Work item – Would you give the data below back exactly as it reads?

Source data
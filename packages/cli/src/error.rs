use std::path::PathBuf;

use resfs::provision::ManifestError;
use resfs::{FetchError, FsError, PathError, ProvisionError};

#[derive(Debug, thiserror::Error)]
pub enum CliError {
    #[error("unable to read config {}: {source}", path.display())]
    ConfigRead {
        path: PathBuf,
        #[source]
        source: std::io::Error,
    },

    #[error("invalid config {}: {source}", path.display())]
    ConfigParse {
        path: PathBuf,
        #[source]
        source: serde_json::Error,
    },

    #[error(transparent)]
    Path(#[from] PathError),

    #[error(transparent)]
    Fs(#[from] FsError),

    #[error(transparent)]
    Fetch(#[from] FetchError),

    #[error(transparent)]
    Provision(#[from] ProvisionError),

    #[error(transparent)]
    Manifest(#[from] ManifestError),

    #[error("io error: {0}")]
    Io(#[from] std::io::Error),
}

pub type Result<T> = std::result::Result<T, CliError>;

Result –
filename packages/cli/src/error.rs
use std::path::PathBuf;

use resfs::provision::ManifestError;
use resfs::{FetchError, FsError, PathError, ProvisionError};

#[derive(Debug, thiserror::Error)]
pub enum CliError {
    #[error("unable to read config {}: {source}", path.display())]
    ConfigRead {
        path: PathBuf,
        #[source]
        source: std::io::Error,
    },

    #[error("invalid config {}: {source}", path.display())]
    ConfigParse {
        path: PathBuf,
        #[source]
        source: serde_json::Error,
    },

    #[error(transparent)]
    Path(#[from] PathError),

    #[error(transparent)]
    Fs(#[from] FsError),

    #[error(transparent)]
    Fetch(#[from] FetchError),

    #[error(transparent)]
    Provision(#[from] ProvisionError),

    #[error(transparent)]
    Manifest(#[from] ManifestError),

    #[error("io error: {0}")]
    Io(#[from] std::io::Error),
}

pub type Result<T> = std::result::Result<T, CliError>;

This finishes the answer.